▶ [WHAT THE TASK REQUIRES] When you reach the line containing "use std::fs;", stop after it; until then, copy each line of the listing exactly, starting with the first.
···
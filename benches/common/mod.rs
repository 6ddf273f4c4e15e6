use screamer::params::{ControlSnapshot, ParameterStore};
use screamer::pedal::{Pedal, ProcessSpec, Topology};
use std::sync::Arc;

pub const SAMPLE_RATE: f64 = 48_000.0;
pub const BUFFER_SIZE: usize = 128;

pub fn test_signal(size: usize) -> Vec<f32> {
    (0..size)
        .map(|i| {
            let t = i as f32 / SAMPLE_RATE as f32;
            (2.0 * std::f32::consts::PI * 440.0 * t).sin() * 0.5
        })
        .collect()
}

#[allow(dead_code)]
pub fn prepared_pedal(topology: Topology, oversampling: usize) -> Pedal {
    let store = Arc::new(ParameterStore::new(ControlSnapshot::default()));
    let (mut pedal, _handle) = Pedal::new(store, topology, oversampling);
    pedal
        .prepare(ProcessSpec {
            sample_rate: SAMPLE_RATE,
            max_block_size: BUFFER_SIZE,
            input_channels: 1,
        })
        .unwrap();
    pedal
}
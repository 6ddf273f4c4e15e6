//! Offline rendering of WAV files through a [`Pedal`].

use anyhow::{Context, Result, bail};
use hound::{SampleFormat, WavReader, WavSpec, WavWriter};
use log::{debug, info};
use serde::Serialize;
use std::fs;
use std::path::{Path, PathBuf};

use crate::pedal::{Pedal, ProcessSpec};

#[derive(Debug, Clone, Copy, PartialEq, Serialize)]
pub struct RenderSummary {
    pub frames: usize,
    pub sample_rate: u32,
    pub latency: usize,
    pub peak: f32,
}

/// `<dir>/render_<timestamp>.wav`
pub fn default_output_path(dir: &str) -> PathBuf {
    PathBuf::from(dir).join(format!(
        "render_{}.wav",
        chrono::Local::now().format("%Y%m%d_%H%M%S")
    ))
}

/// Reads the first channel of a WAV file as `f32` in `-1..=1`.
pub fn read_mono(path: &Path) -> Result<(Vec<f32>, u32)> {
    let mut reader = WavReader::open(path)
        .with_context(|| format!("failed to open WAV file {}", path.display()))?;
    let spec = reader.spec();
    let channels = usize::from(spec.channels);
    if channels == 0 {
        bail!("WAV file {} has no channels", path.display());
    }

    let interleaved: Vec<f32> = match spec.sample_format {
        SampleFormat::Float => reader
            .samples::<f32>()
            .collect::<Result<_, _>>()
            .context("failed to read float samples")?,
        SampleFormat::Int => {
            let scale = 1.0 / (1i64 << (spec.bits_per_sample - 1)) as f32;
            reader
                .samples::<i32>()
                .map(|s| s.map(|v| v as f32 * scale))
                .collect::<Result<_, _>>()
                .context("failed to read integer samples")?
        }
    };

    let mono = interleaved.iter().step_by(channels).copied().collect();
    debug!(
        "Read {} frames at {} Hz ({} channels) from {:?}",
        interleaved.len() / channels,
        spec.sample_rate,
        channels,
        path
    );

    Ok((mono, spec.sample_rate))
}

/// Writes a stereo pair as 16-bit PCM, clamping to full scale.
pub fn write_stereo(path: &Path, left: &[f32], right: &[f32], sample_rate: u32) -> Result<()> {
    if let Some(parent) = path.parent()
        && !parent.as_os_str().is_empty()
    {
        fs::create_dir_all(parent).context("failed to create output directory")?;
    }

    let spec = WavSpec {
        channels: 2,
        sample_rate,
        bits_per_sample: 16,
        sample_format: SampleFormat::Int,
    };
    let mut writer = WavWriter::create(path, spec)
        .with_context(|| format!("failed to create WAV file {}", path.display()))?;

    for (&l, &r) in left.iter().zip(right) {
        writer.write_sample(to_i16(l))?;
        writer.write_sample(to_i16(r))?;
    }

    writer.finalize().context("failed to finalize WAV file")?;
    Ok(())
}

fn to_i16(sample: f32) -> i16 {
    (sample.clamp(-1.0, 1.0) * f32::from(i16::MAX)) as i16
}

/// Prepares `pedal` for `sample_rate` and runs `input` through it in blocks
/// of `block_size`, returning both output channels with the pedal's latency
/// removed.
pub fn process_offline(
    pedal: &mut Pedal,
    input: &[f32],
    sample_rate: u32,
    block_size: usize,
) -> Result<(Vec<f32>, Vec<f32>)> {
    pedal.prepare(ProcessSpec {
        sample_rate: f64::from(sample_rate),
        max_block_size: block_size,
        input_channels: 1,
    })?;

    let latency = pedal.latency_samples();
    let total = input.len() + latency;

    let mut left = Vec::with_capacity(total);
    left.extend_from_slice(input);
    left.resize(total, 0.0);
    let mut right = vec![0.0; total];

    for (l, r) in left.chunks_mut(block_size).zip(right.chunks_mut(block_size)) {
        let mut channels = [l, r];
        pedal.process(&mut channels);
    }

    left.drain(..latency);
    right.drain(..latency);
    Ok((left, right))
}

/// Renders `input` through `pedal` into a 16-bit stereo WAV at `output`.
pub fn render_file(
    pedal: &mut Pedal,
    input: &Path,
    output: &Path,
    block_size: usize,
) -> Result<RenderSummary> {
    let (samples, sample_rate) = read_mono(input)?;
    let (left, right) = process_offline(pedal, &samples, sample_rate, block_size)?;
    write_stereo(output, &left, &right, sample_rate)?;

    let summary = RenderSummary {
        frames: left.len(),
        sample_rate,
        latency: pedal.latency_samples(),
        peak: left.iter().fold(0.0f32, |m, s| m.max(s.abs())),
    };
    info!("Rendered {} frames to {:?} (peak {:.3})", summary.frames, output, summary.peak);

    pedal.release();
    Ok(summary)
}
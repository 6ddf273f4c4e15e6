use anyhow::{Context, Result, bail};
use log::debug;
use rubato::{FftFixedInOut, ResampleError, Resampler};

const CHANNELS: usize = 1;

/// Ratios the oversampler accepts.
pub const SUPPORTED_FACTORS: [usize; 4] = [1, 2, 4, 8];

/// Streams host blocks of any length through a fixed-chunk resampler pair.
///
/// With a factor of 1 the callback runs directly on the host block. Above 1,
/// samples are collected into a chunk of `chunk_size` frames; once full it is
/// upsampled, handed to the callback at the higher rate and downsampled into
/// the buffer the next chunk's output is read from. This costs one chunk of
/// latency plus the resampler's own delay, see [`Oversampler::latency`].
pub struct Oversampler {
    factor: usize,
    chunk_size: usize,
    inner: Option<ResamplerPair>,
}

struct ResamplerPair {
    upsampler: FftFixedInOut<f32>,
    downsampler: FftFixedInOut<f32>,
    input_buffer: Vec<Vec<f32>>,
    upsampled_buffer: Vec<Vec<f32>>,
    downsampled_buffer: Vec<Vec<f32>>,
    position: usize,
}

impl Oversampler {
    pub fn new(factor: usize, sample_rate: usize, chunk_size: usize) -> Result<Self> {
        if !SUPPORTED_FACTORS.contains(&factor) {
            bail!("unsupported oversampling factor {factor}, expected one of {SUPPORTED_FACTORS:?}");
        }
        if sample_rate == 0 || chunk_size == 0 {
            bail!("oversampler needs a positive sample rate and chunk size");
        }

        if factor == 1 {
            return Ok(Self {
                factor,
                chunk_size,
                inner: None,
            });
        }

        let upsampler = FftFixedInOut::new(sample_rate, sample_rate * factor, chunk_size, CHANNELS)
            .context("failed to create upsampler")?;
        let chunk_in = upsampler.input_frames_next();
        let chunk_up = upsampler.output_frames_next();

        let downsampler = FftFixedInOut::new(sample_rate * factor, sample_rate, chunk_up, CHANNELS)
            .context("failed to create downsampler")?;

        if downsampler.input_frames_next() != chunk_up
            || downsampler.output_frames_next() != chunk_in
        {
            bail!(
                "resampler chunk sizes do not line up: up {}→{}, down {}→{}",
                chunk_in,
                chunk_up,
                downsampler.input_frames_next(),
                downsampler.output_frames_next()
            );
        }

        debug!(
            "Oversampler {factor}x at {sample_rate} Hz: chunk {chunk_in} frames ({chunk_up} oversampled)"
        );

        let input_buffer = upsampler.input_buffer_allocate(true);
        let upsampled_buffer = upsampler.output_buffer_allocate(true);
        let downsampled_buffer = downsampler.output_buffer_allocate(true);

        Ok(Self {
            factor,
            chunk_size: chunk_in,
            inner: Some(ResamplerPair {
                upsampler,
                downsampler,
                input_buffer,
                upsampled_buffer,
                downsampled_buffer,
                position: 0,
            }),
        })
    }

    pub const fn factor(&self) -> usize {
        self.factor
    }

    /// Frames per internal chunk at the base rate.
    pub const fn chunk_size(&self) -> usize {
        self.chunk_size
    }

    /// Longest slice the callback of [`Oversampler::process`] can receive
    /// when fed blocks of at most `max_block` frames.
    pub fn max_callback_len(&self, max_block: usize) -> usize {
        match &self.inner {
            Some(pair) => pair.upsampled_buffer[0].len(),
            None => max_block,
        }
    }

    /// Delay in base-rate frames between input and output.
    pub fn latency(&self) -> usize {
        match &self.inner {
            Some(pair) => {
                let up_delay = pair.upsampler.output_delay();
                let down_delay = pair.downsampler.output_delay();
                self.chunk_size + (up_delay + self.factor - 1) / self.factor + down_delay
            }
            None => 0,
        }
    }

    /// Clears the chunk FIFO and the resampler histories.
    pub fn reset(&mut self) {
        if let Some(pair) = self.inner.as_mut() {
            pair.upsampler.reset();
            pair.downsampler.reset();
            pair.input_buffer[0].fill(0.0);
            pair.upsampled_buffer[0].fill(0.0);
            pair.downsampled_buffer[0].fill(0.0);
            pair.position = 0;
        }
    }

    /// Runs `f` at the oversampled rate over the contents of `block`, in place.
    ///
    /// Does not allocate. Errors come straight from the resamplers.
    pub fn process<F>(&mut self, block: &mut [f32], mut f: F) -> Result<(), ResampleError>
    where
        F: FnMut(&mut [f32]),
    {
        let Some(pair) = self.inner.as_mut() else {
            f(block);
            return Ok(());
        };

        let chunk = self.chunk_size;
        let mut offset = 0;
        while offset < block.len() {
            let pos = pair.position;
            let n = (chunk - pos).min(block.len() - offset);
            let span = &mut block[offset..offset + n];

            pair.input_buffer[0][pos..pos + n].copy_from_slice(span);
            span.copy_from_slice(&pair.downsampled_buffer[0][pos..pos + n]);

            pair.position += n;
            offset += n;

            if pair.position == chunk {
                pair.position = 0;

                pair.upsampler.process_into_buffer(
                    &pair.input_buffer,
                    &mut pair.upsampled_buffer,
                    None,
                )?;

                f(&mut pair.upsampled_buffer[0]);

                pair.downsampler.process_into_buffer(
                    &pair.upsampled_buffer,
                    &mut pair.downsampled_buffer,
                    None,
                )?;
            }
        }

        Ok(())
    }
}
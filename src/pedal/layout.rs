use anyhow::{Result, bail};
use clap::ValueEnum;
use serde::{Deserialize, Serialize};

use crate::circuit::Network;

/// Upper bound on post-clipping stages in one layout.
pub const MAX_POST_STAGES: usize = 6;

/// Canonical arrangements of the pedal's filter networks.
#[derive(ValueEnum, Copy, Clone, Debug, Default, Serialize, Deserialize, PartialEq, Eq)]
pub enum Topology {
    /// Active drive network with the full tone stack after the clipper.
    #[default]
    Classic,
    /// Single-pole drive, passive recovery lowpass and a parallel tone branch.
    Split,
}

impl std::fmt::Display for Topology {
    fn fmt(&self, f: &mut std::fmt::Formatter<'_>) -> std::fmt::Result {
        match self {
            Self::Classic => write!(f, "Classic"),
            Self::Split => write!(f, "Split"),
        }
    }
}

impl Topology {
    pub fn layout(self) -> Layout {
        match self {
            Self::Classic => Layout {
                drive: Some(DriveSpec {
                    network: Network::ActiveDrive,
                    recombine: Recombine::AddDry,
                }),
                post: vec![
                    PostStage::Filter(Network::ToneStack),
                    PostStage::Gain,
                    PostStage::Filter(Network::OutputCoupling),
                ],
            },
            Self::Split => Layout {
                drive: Some(DriveSpec {
                    network: Network::SinglePoleDrive,
                    recombine: Recombine::AddDry,
                }),
                post: vec![
                    PostStage::Filter(Network::Recovery),
                    PostStage::ParallelSum(Network::ToneBranch),
                    PostStage::Gain,
                    PostStage::Filter(Network::OutputCoupling),
                ],
            },
        }
    }

    pub const fn default_oversampling(self) -> usize {
        match self {
            Self::Classic => 2,
            Self::Split => 1,
        }
    }
}

/// How the clipped modulation signal re-enters the main path.
#[derive(ValueEnum, Copy, Clone, Debug, Default, Serialize, Deserialize, PartialEq, Eq)]
pub enum Recombine {
    /// `U + dry`, the op-amp's non-inverting input adds the clean signal back.
    #[default]
    AddDry,
    /// `U` alone.
    Replace,
}

#[derive(Debug, Clone, Copy, PartialEq, Eq, Serialize, Deserialize)]
pub struct DriveSpec {
    pub network: Network,
    pub recombine: Recombine,
}

#[derive(Debug, Clone, Copy, PartialEq, Eq, Serialize, Deserialize)]
pub enum PostStage {
    /// Filters the signal in place.
    Filter(Network),
    /// Filters a copy of the signal and adds it back: `x + H(x)`.
    ParallelSum(Network),
    /// Linear output level.
    Gain,
}

/// Ordered description of a signal path: an optional drive section that
/// runs at the oversampled rate, followed by base-rate stages.
#[derive(Debug, Clone, PartialEq, Eq, Serialize, Deserialize)]
pub struct Layout {
    pub drive: Option<DriveSpec>,
    pub post: Vec<PostStage>,
}

impl Layout {
    /// No filtering and no gain, the input is copied straight to every
    /// output channel.
    pub const fn passthrough() -> Self {
        Self {
            drive: None,
            post: Vec::new(),
        }
    }

    pub fn validate(&self) -> Result<()> {
        if let Some(drive) = &self.drive
            && !drive.network.is_drive()
        {
            bail!("{} network cannot feed the clipper", drive.network);
        }

        if self.post.len() > MAX_POST_STAGES {
            bail!(
                "layout has {} post stages, at most {MAX_POST_STAGES} are supported",
                self.post.len()
            );
        }

        for stage in &self.post {
            if let PostStage::Filter(network) | PostStage::ParallelSum(network) = stage
                && network.is_drive()
            {
                bail!("{network} network is only valid in front of the clipper");
            }
        }

        Ok(())
    }

    pub fn has_gain(&self) -> bool {
        self.post.contains(&PostStage::Gain)
    }
}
···
▶ [TASK RESULT]
filename benches/common/mod.rs
repository 6ddf273f4c4e15e6
use screamer::params::{ControlSnapshot, ParameterStore};
use screamer::pedal::{Pedal, ProcessSpec, Topology};
use std::sync::Arc;

pub const SAMPLE_RATE: f64 = 48_000.0;
pub const BUFFER_SIZE: usize = 128;

pub fn test_signal(size: usize) -> Vec<f32> {
    (0..size)
        .map(|i| {
            let t = i as f32 / SAMPLE_RATE as f32;
            (2.0 * std::f32::consts::PI * 440.0 * t).sin() * 0.5
        })
        .collect()
}

#[allow(dead_code)]
pub fn prepared_pedal(topology: Topology, oversampling: usize) -> Pedal {
    let store = Arc::new(ParameterStore::new(ControlSnapshot::default()));
    let (mut pedal, _handle) = Pedal::new(store, topology, oversampling);
    pedal
        .prepare(ProcessSpec {
            sample_rate: SAMPLE_RATE,
            max_block_size: BUFFER_SIZE,
            input_channels: 1,
        })
        .unwrap();
    pedal
}
repository 6ddf273f4c4e15e6
//! Offline rendering of WAV files through a [`Pedal`].

use anyhow::{Context, Result, bail};
use hound::{SampleFormat, WavReader, WavSpec, WavWriter};
use log::{debug, info};
use serde::Serialize;
use std::fs;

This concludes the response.